-- Description of the task --
Each record below must be returned exactly as shown.

################

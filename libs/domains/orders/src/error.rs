use axum::response::{IntoResponse, Response};
use axum_helpers::AppError;
use domain_spectacles::SpectacleError;
use domain_users::UserError;
use thiserror::Error;
use validator::ValidationErrors;

#[derive(Debug, Error)]
pub enum OrderError {
    #[error("Order not found")]
    NotFound,

    #[error("User not found")]
    UserNotFound,

    #[error("No orders found for this user")]
    NoOrdersForUser,

    #[error("Validation failed: {0}")]
    Validation(#[from] ValidationErrors),

    #[error(transparent)]
    User(#[from] UserError),

    #[error(transparent)]
    Catalog(#[from] SpectacleError),

    #[error("Database error: {0}")]
    Database(String),
}

pub type OrderResult<T> = Result<T, OrderError>;

impl From<OrderError> for AppError {
    fn from(err: OrderError) -> Self {
        match err {
            OrderError::NotFound | OrderError::UserNotFound | OrderError::NoOrdersForUser => {
                AppError::NotFound(err.to_string())
            }
            OrderError::Validation(errors) => AppError::ValidationError(errors),
            OrderError::User(e) => e.into(),
            OrderError::Catalog(e) => e.into(),
            OrderError::Database(msg) => AppError::InternalServerError(msg),
        }
    }
}

impl IntoResponse for OrderError {
    fn into_response(self) -> Response {
        let app_error: AppError = self.into();
        app_error.into_response()
    }
}

impl From<mongodb::error::Error> for OrderError {
    fn from(err: mongodb::error::Error) -> Self {
        OrderError::Database(err.to_string())
    }
}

################

-- Written solution --
filename libs/domains/orders/src/error.rs
use axum::response::{IntoResponse, Response};
use axum_helpers::AppError;
use domain_spectacles::SpectacleError;
use domain_users::UserError;
use thiserror::Error;
use validator::ValidationErrors;

#[derive(Debug, Error)]
pub enum OrderError {
    #[error("Order not found")]
    NotFound,

    #[error("User not found")]
    UserNotFound,

    #[error("No orders found for this user")]
    NoOrdersForUser,

    #[error("Validation failed: {0}")]
    Validation(#[from] ValidationErrors),

    #[error(transparent)]
    User(#[from] UserError),

    #[error(transparent)]
    Catalog(#[from] SpectacleError),

    #[error("Database error: {0}")]
    Database(String),
}

pub type OrderResult<T> = Result<T, OrderError>;

impl From<OrderError> for AppError {
    fn from(err: OrderError) -> Self {
        match err {
            OrderError::NotFound | OrderError::UserNotFound | OrderError::NoOrdersForUser => {
                AppError::NotFound(err.to_string())
            }
            OrderError::Validation(errors) => AppError::ValidationError(errors),
            OrderError::User(e) => e.into(),
            OrderError::Catalog(e) => e.into(),
            OrderError::Database(msg) => AppError::InternalServerError(msg),
        }
    }
}

impl IntoResponse for OrderError {
    fn into_response(self) -> Response {
        let app_error: AppError = self.into();
        app_error.into_response()
    }
}

impl From<mongodb::error::Error> for OrderError {
    fn from(err: mongodb::error::Error) -> Self {
        OrderError::Database(err.to_string())
    }
}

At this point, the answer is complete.